Yes, I am. My daughter is 38 years old. And she said that she would never speak to me again in her whole life. And it has to do with child abuse. And I said something that I shouldn't have said.

Yeah, but what did you say?

Well, um, first of all, she was abused as a child at a very young age. And I don't know the details because she can't talk about it. She was

Abused by whom?

Her father,

Oh, her father.

And we were married at the time.

An we were married and he was abusing me. And I wasn't he was trying to but I wouldn't let him. So he turned on our daughter who was only probably the best guesses two or three years old. You stick in the shower with their

Sexual abuse, or physical?

Sexual. Yeah. And then it came out when her stepbrother started caressing her. And we didn't know about that until they were in their 30s. And my husband is

You remained married to this man?

No, no, no, the police picked him up and put him in an asylum. And it was just really bad because he tried to kill me three times. Oh, my God, speed up the chill the sun. I had a daughter and a son. Yeah. And I don't know if he sexually abused him but the daughter. She's just not right. The son seems a lot. He says I love you mom and stuff like that. And we watched the child. But this is growing worse and worse and worse. And now she says she'll never speak to me, it's been about two months. Because I said why didn't you stop your stepson or my stepson? Why didn't you stop him from touching you? Because, you know, when I grew up, I was like, Yeah, go ahead. When I grew up, definitely did that I didn't know all the I still don't know all the abuse. So I don't know how to treat her because she just flies off. And she's got a real angry kind of personality.

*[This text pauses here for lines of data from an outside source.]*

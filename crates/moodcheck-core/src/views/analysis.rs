//! Analysis screen: one text in, one classification out.

use std::time::Duration;

use tracing::{debug, info, warn};

use crate::api::{ApiClient, ApiError};
use crate::auth::{Credential, SessionStore};
use crate::models::AnalysisResult;

use super::{Phase, Redirect, Route, DEFAULT_REDIRECT_DELAY};

const EMPTY_TEXT_MESSAGE: &str = "Please enter some text to analyze";
const NOT_LOGGED_IN_MESSAGE: &str = "You must be logged in";

/// A request ready to go out. Only built while holding a credential, so a
/// `/predict` call can never be made without one.
#[derive(Debug, Clone)]
pub struct PendingAnalysis {
    pub text: String,
    pub credential: Credential,
}

impl PendingAnalysis {
    pub async fn send(self, api: &ApiClient) -> Result<AnalysisResult, ApiError> {
        api.analyze(&self.text, &self.credential).await
    }
}

pub struct AnalysisController {
    pub text: String,
    phase: Phase,
    result: Option<AnalysisResult>,
    error: Option<String>,
    credential: Option<Credential>,
    redirect_delay: Duration,
}

impl Default for AnalysisController {
    fn default() -> Self {
        Self::new(DEFAULT_REDIRECT_DELAY)
    }
}

impl AnalysisController {
    pub fn new(redirect_delay: Duration) -> Self {
        Self {
            text: String::new(),
            phase: Phase::Idle,
            result: None,
            error: None,
            credential: None,
            redirect_delay,
        }
    }

    pub fn phase(&self) -> Phase {
        self.phase
    }

    pub fn is_loading(&self) -> bool {
        self.phase == Phase::Loading
    }

    pub fn result(&self) -> Option<&AnalysisResult> {
        self.result.as_ref()
    }

    pub fn error(&self) -> Option<&str> {
        self.error.as_deref()
    }

    pub fn has_credential(&self) -> bool {
        self.credential.is_some()
    }

    /// Pick up the stored credential. Without one the screen is not usable
    /// and the login route is returned.
    pub fn mount(&mut self, store: &SessionStore) -> Option<Route> {
        self.credential = store.read();
        if self.credential.is_none() {
            debug!("No credential on mount, redirecting to login");
            return Some(Route::Login);
        }
        None
    }

    /// Validate the text and enter `Loading`. Blank text and a missing
    /// credential are reported locally without any request.
    pub fn begin_analyze(&mut self) -> Option<PendingAnalysis> {
        if self.is_loading() {
            return None;
        }

        if self.text.trim().is_empty() {
            self.fail(ApiError::Validation(EMPTY_TEXT_MESSAGE.to_string()).to_string());
            return None;
        }

        let Some(credential) = self.credential.clone() else {
            self.fail(NOT_LOGGED_IN_MESSAGE.to_string());
            return None;
        };

        self.error = None;
        self.result = None;
        self.phase = Phase::Loading;
        Some(PendingAnalysis {
            text: self.text.clone(),
            credential,
        })
    }

    /// Apply the backend's answer. A rejected credential is dropped from the
    /// store and a delayed redirect to login is returned.
    pub fn complete(
        &mut self,
        outcome: Result<AnalysisResult, ApiError>,
        store: &SessionStore,
    ) -> Option<Redirect> {
        match outcome {
            Ok(result) => {
                debug!(score = result.score, sentiment = %result.sentiment, "Analysis complete");
                self.result = Some(result);
                self.error = None;
                self.phase = Phase::Success;
                None
            }
            Err(e) if e.is_session_expired() => {
                info!(error = %e, "Session expired, clearing credential");
                if let Err(e) = store.clear() {
                    warn!(error = %e, "Failed to clear credential");
                }
                self.credential = None;
                self.fail(format!("Session expired ({}). Please log in again.", e));
                Some(Redirect {
                    route: Route::Login,
                    after: self.redirect_delay,
                })
            }
            Err(e) => {
                warn!(error = %e, "Analysis failed");
                self.fail(e.to_string());
                None
            }
        }
    }

    /// Validate, send and apply in one go.
    pub async fn analyze(&mut self, api: &ApiClient, store: &SessionStore) -> Option<Redirect> {
        let pending = self.begin_analyze()?;
        let outcome = pending.send(api).await;
        self.complete(outcome, store)
    }

    /// Back to an empty form. Ignored while a request is in flight.
    pub fn reset(&mut self) {
        if self.is_loading() {
            return;
        }
        self.text.clear();
        self.result = None;
        self.error = None;
        self.phase = Phase::Idle;
    }

    /// Forget the credential everywhere and head to login.
    pub fn logout(&mut self, store: &SessionStore) -> Route {
        if let Err(e) = store.clear() {
            warn!(error = %e, "Failed to clear credential");
        }
        self.credential = None;
        info!("Logged out");
        Route::Login
    }

    fn fail(&mut self, message: String) {
        self.phase = Phase::Error;
        self.error = Some(message);
    }
}

#[cfg(test)]
mod tests {
    use super::*;
    use reqwest::StatusCode;
    use serde_json::json;
    use wiremock::matchers::{header, method, path};
    use wiremock::{Mock, MockServer, ResponseTemplate};

    fn logged_in_store(token: &str) -> SessionStore {
        let store = SessionStore::in_memory();
        store.save(&Credential::new(token).unwrap()).unwrap();
        store
    }

    fn mounted(store: &SessionStore) -> AnalysisController {
        let mut controller = AnalysisController::default();
        assert_eq!(controller.mount(store), None);
        controller
    }

    fn sample_result() -> AnalysisResult {
        AnalysisResult {
            text: "ok".to_string(),
            score: 4,
            sentiment: "positif".to_string(),
            user: "admin".to_string(),
        }
    }

    /// Backend that fails the test if `/predict` is called at all
    async fn silent_backend() -> MockServer {
        let server = MockServer::start().await;
        Mock::given(method("POST"))
            .and(path("/predict"))
            .respond_with(ResponseTemplate::new(200))
            .expect(0)
            .mount(&server)
            .await;
        server
    }

    #[test]
    fn test_mount_without_credential_redirects() {
        let store = SessionStore::in_memory();
        let mut controller = AnalysisController::default();
        assert_eq!(controller.mount(&store), Some(Route::Login));
        assert!(!controller.has_credential());
    }

    #[test]
    fn test_blank_text_is_local_error() {
        let store = logged_in_store("abc");
        let mut controller = mounted(&store);

        for text in ["", "   ", "\n\t "] {
            controller.text = text.to_string();
            assert!(controller.begin_analyze().is_none());
            assert_eq!(controller.phase(), Phase::Error);
            assert_eq!(controller.error(), Some(EMPTY_TEXT_MESSAGE));
        }
    }

    #[test]
    fn test_missing_credential_never_yields_request() {
        let mut controller = AnalysisController::default();
        controller.text = "hello".to_string();
        assert!(controller.begin_analyze().is_none());
        assert_eq!(controller.error(), Some(NOT_LOGGED_IN_MESSAGE));
    }

    #[test]
    fn test_begin_carries_credential_and_blocks_resubmit() {
        let store = logged_in_store("abc");
        let mut controller = mounted(&store);
        controller.text = "hello".to_string();

        let pending = controller.begin_analyze().unwrap();
        assert_eq!(pending.text, "hello");
        assert_eq!(pending.credential.as_str(), "abc");
        assert!(controller.is_loading());
        assert!(controller.begin_analyze().is_none());
    }

    #[test]
    fn test_complete_success_keeps_result_verbatim() {
        let store = logged_in_store("abc");
        let mut controller = mounted(&store);
        controller.text = "ok".to_string();
        controller.begin_analyze().unwrap();

        assert_eq!(controller.complete(Ok(sample_result()), &store), None);
        assert_eq!(controller.phase(), Phase::Success);
        assert_eq!(controller.result(), Some(&sample_result()));
        assert_eq!(controller.error(), None);
    }

    #[test]
    fn test_new_submit_clears_previous_result() {
        let store = logged_in_store("abc");
        let mut controller = mounted(&store);
        controller.text = "ok".to_string();
        controller.begin_analyze().unwrap();
        controller.complete(Ok(sample_result()), &store);

        controller.begin_analyze().unwrap();
        assert!(controller.result().is_none());
    }

    #[test]
    fn test_complete_session_expired() {
        let store = logged_in_store("stale");
        let mut controller = AnalysisController::new(Duration::from_millis(250));
        controller.mount(&store);
        controller.text = "ok".to_string();
        controller.begin_analyze().unwrap();

        let err = ApiError::from_analysis_failure(StatusCode::UNAUTHORIZED, r#"{"detail":"Token invalide"}"#);
        let redirect = controller.complete(Err(err), &store);

        assert_eq!(
            redirect,
            Some(Redirect {
                route: Route::Login,
                after: Duration::from_millis(250),
            })
        );
        assert!(controller.error().unwrap().contains("Token invalide"));
        assert!(!store.is_authenticated());
        assert!(!controller.has_credential());

        // No credential left, so no further requests
        assert!(controller.begin_analyze().is_none());
    }

    #[test]
    fn test_complete_other_error() {
        let store = logged_in_store("abc");
        let mut controller = mounted(&store);
        controller.text = "ok".to_string();
        controller.begin_analyze().unwrap();

        let redirect = controller.complete(Err(ApiError::Transport), &store);
        assert_eq!(redirect, None);
        assert_eq!(controller.error(), Some(crate::api::TRANSPORT_ERROR_MESSAGE));
        assert_eq!(controller.phase(), Phase::Error);
        assert!(store.is_authenticated());
    }

    #[test]
    fn test_reset() {
        let store = logged_in_store("abc");
        let mut controller = mounted(&store);
        controller.text = "ok".to_string();
        controller.begin_analyze().unwrap();
        controller.complete(Ok(sample_result()), &store);

        controller.reset();
        assert!(controller.text.is_empty());
        assert!(controller.result().is_none());
        assert!(controller.error().is_none());
        assert_eq!(controller.phase(), Phase::Idle);
        assert!(controller.has_credential());
    }

    #[test]
    fn test_reset_ignored_while_loading() {
        let store = logged_in_store("abc");
        let mut controller = mounted(&store);
        controller.text = "ok".to_string();
        controller.begin_analyze().unwrap();
        controller.reset();
        assert!(controller.is_loading());
        assert_eq!(controller.text, "ok");
    }

    #[test]
    fn test_logout() {
        let store = logged_in_store("abc");
        let mut controller = mounted(&store);
        assert_eq!(controller.logout(&store), Route::Login);
        assert!(!store.is_authenticated());
        assert!(!controller.has_credential());
    }

    #[tokio::test]
    async fn test_analyze_against_backend() {
        let server = MockServer::start().await;
        Mock::given(method("POST"))
            .and(path("/predict"))
            .and(header("authorization", "Bearer abc"))
            .respond_with(ResponseTemplate::new(200).set_body_json(json!({
                "text": "ok",
                "score": 4,
                "sentiment": "positif",
                "user": "admin"
            })))
            .expect(1)
            .mount(&server)
            .await;

        let api = ApiClient::new(&server.uri()).unwrap();
        let store = logged_in_store("abc");
        let mut controller = mounted(&store);
        controller.text = "ok".to_string();

        assert_eq!(controller.analyze(&api, &store).await, None);
        assert_eq!(controller.result(), Some(&sample_result()));
    }

    #[tokio::test]
    async fn test_analyze_expired_token_against_backend() {
        let server = MockServer::start().await;
        Mock::given(method("POST"))
            .and(path("/predict"))
            .respond_with(ResponseTemplate::new(401).set_body_json(json!({"detail": "Token invalide"})))
            .expect(1)
            .mount(&server)
            .await;

        let api = ApiClient::new(&server.uri()).unwrap();
        let store = logged_in_store("stale");
        let mut controller = mounted(&store);
        controller.text = "ok".to_string();

        let redirect = controller.analyze(&api, &store).await.unwrap();
        assert_eq!(redirect.route, Route::Login);
        assert_eq!(redirect.after, DEFAULT_REDIRECT_DELAY);
        assert!(controller.error().unwrap().contains("Token invalide"));
        assert!(store.read().is_none());
    }

    #[tokio::test]
    async fn test_blank_text_sends_nothing() {
        let server = silent_backend().await;
        let api = ApiClient::new(&server.uri()).unwrap();
        let store = logged_in_store("abc");
        let mut controller = mounted(&store);
        controller.text = "   ".to_string();

        assert_eq!(controller.analyze(&api, &store).await, None);
        assert_eq!(controller.error(), Some(EMPTY_TEXT_MESSAGE));
    }

    #[tokio::test]
    async fn test_logged_out_sends_nothing() {
        let server = silent_backend().await;
        let api = ApiClient::new(&server.uri()).unwrap();
        let store = SessionStore::in_memory();
        let mut controller = AnalysisController::default();
        assert_eq!(controller.mount(&store), Some(Route::Login));
        controller.text = "hello".to_string();

        assert_eq!(controller.analyze(&api, &store).await, None);
        assert_eq!(controller.error(), Some(NOT_LOGGED_IN_MESSAGE));
    }
}
//! moodcheck - sentiment analysis from the terminal.
//!
//! Runs a keyboard-driven TUI by default, or a one-shot command when a
//! subcommand is given (see `cli`).

mod app;
mod cli;
mod ui;
mod utils;

use std::io;
use std::time::Duration;

use anyhow::Result;
use clap::Parser;
use crossterm::{
    event::{self, DisableMouseCapture, EnableMouseCapture, Event},
    execute,
    terminal::{disable_raw_mode, enable_raw_mode, EnterAlternateScreen, LeaveAlternateScreen},
};
use ratatui::{backend::CrosstermBackend, Terminal};
use tracing::info;
use tracing_appender::non_blocking::WorkerGuard;
use tracing_subscriber::{fmt, prelude::*, EnvFilter};

use app::{App, AppState};
use cli::{Cli, Services};
use moodcheck_core::Config;
use ui::input::handle_input;
use ui::render::render;

// ============================================================================
// Constants
// ============================================================================

/// Timeout for polling terminal events (in milliseconds)
const EVENT_POLL_TIMEOUT_MS: u64 = 100;

/// Log file written while the TUI owns the terminal
const LOG_FILE_NAME: &str = "moodcheck.log";

/// Initialize the tracing subscriber.
///
/// The TUI owns stdout and stderr, so it logs to a file in the data
/// directory. One-shot commands log to stderr. The returned guard flushes
/// the file writer on drop and must outlive the program.
fn init_tracing(tui: bool) -> Option<WorkerGuard> {
    // RUST_LOG wins, e.g. RUST_LOG=moodcheck_core=debug
    let filter = EnvFilter::try_from_default_env().unwrap_or_else(|_| EnvFilter::new("warn"));

    let log_dir = if tui { Config::data_dir() } else { None };
    let Some(log_dir) = log_dir else {
        tracing_subscriber::registry()
            .with(fmt::layer().with_writer(io::stderr))
            .with(filter)
            .init();
        return None;
    };

    if let Err(e) = std::fs::create_dir_all(&log_dir) {
        eprintln!("Warning: Could not create log directory {:?}: {}", log_dir, e);
        tracing_subscriber::registry()
            .with(fmt::layer().with_writer(io::stderr))
            .with(filter)
            .init();
        return None;
    }

    let file_appender = tracing_appender::rolling::never(&log_dir, LOG_FILE_NAME);
    let (non_blocking, guard) = tracing_appender::non_blocking(file_appender);

    tracing_subscriber::registry()
        .with(fmt::layer().with_writer(non_blocking).with_ansi(false))
        .with(filter)
        .init();
    Some(guard)
}

#[tokio::main]
async fn main() -> Result<()> {
    // Load .env file if present (silently ignore if not found)
    let _ = dotenvy::dotenv();

    let cli = Cli::parse();
    let _log_guard = init_tracing(cli.command.is_none());

    let services = Services::build(&cli)?;

    if let Some(command) = cli.command {
        return cli::run_command(command, services).await;
    }

    info!(backend = %services.api.base_url(), "moodcheck starting");

    // Setup terminal
    enable_raw_mode()?;
    let mut stdout = io::stdout();
    execute!(stdout, EnterAlternateScreen, EnableMouseCapture)?;
    let backend = CrosstermBackend::new(stdout);
    let mut terminal = Terminal::new(backend)?;

    // Create app and pick the first screen from the stored session
    let Services {
        config,
        config_path,
        session,
        api,
    } = services;
    let mut app = App::new(config, session, api);
    app.config_path = config_path;
    app.start();

    // Main loop
    let result = run_app(&mut terminal, &mut app).await;

    // Restore terminal
    disable_raw_mode()?;
    execute!(
        terminal.backend_mut(),
        LeaveAlternateScreen,
        DisableMouseCapture
    )?;
    terminal.show_cursor()?;

    if let Err(e) = result {
        eprintln!("Error: {}", e);
    }

    info!("moodcheck shutting down");
    Ok(())
}

async fn run_app(
    terminal: &mut Terminal<CrosstermBackend<io::Stdout>>,
    app: &mut App,
) -> Result<()> {
    loop {
        // Draw UI
        terminal.draw(|f| render(f, app))?;

        // Poll for events with timeout so background results keep flowing
        if event::poll(Duration::from_millis(EVENT_POLL_TIMEOUT_MS))? {
            if let Event::Key(key) = event::read()? {
                if handle_input(app, key)? {
                    return Ok(());
                }
            }
        }

        // Apply completed requests and redirects
        app.check_background_tasks();

        if matches!(app.state, AppState::Quitting) {
            return Ok(());
        }
    }
}
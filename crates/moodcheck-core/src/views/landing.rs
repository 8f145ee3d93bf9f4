use tracing::debug;

use crate::auth::SessionStore;

use super::Route;

/// Entry screen: sends the user where their session allows.
pub struct LandingController;

impl LandingController {
    /// Read the session once and pick the next screen. This is a one-shot
    /// decision; later changes to the store are not observed.
    pub fn resolve(store: &SessionStore) -> Route {
        let route = if store.is_authenticated() {
            Route::Analysis
        } else {
            Route::Login
        };
        debug!(?route, "Landing resolved");
        route
    }
}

Okay, so she's the anger is the emotion that we feel when things are not fair, intense anger means things are intensely not fair. And if she's had to live with this, from her very earliest years, the her introduction to life was not a nurturing father, but a sexually abusive father. I mean, that is monstrous. That's one of the ways you can actually destroy a person is to just give them a wrong view of the world, a wrong view of people a wrong view of themselves. And it's not that you can't overcome this, but it does take a lot of therapy, and a lot of self nurturing. I mean, that's what I would encourage her to do is to learn how to value herself again. Now, when she reflects back over her past, it doesn't mean that she will have all the puzzle pieces accurate. And even if she did have them accurate, it may be a heck of an ugly picture. It sounds like it was awful. I'm hoping he Why did they put them in an asylum as he should have been in a prison?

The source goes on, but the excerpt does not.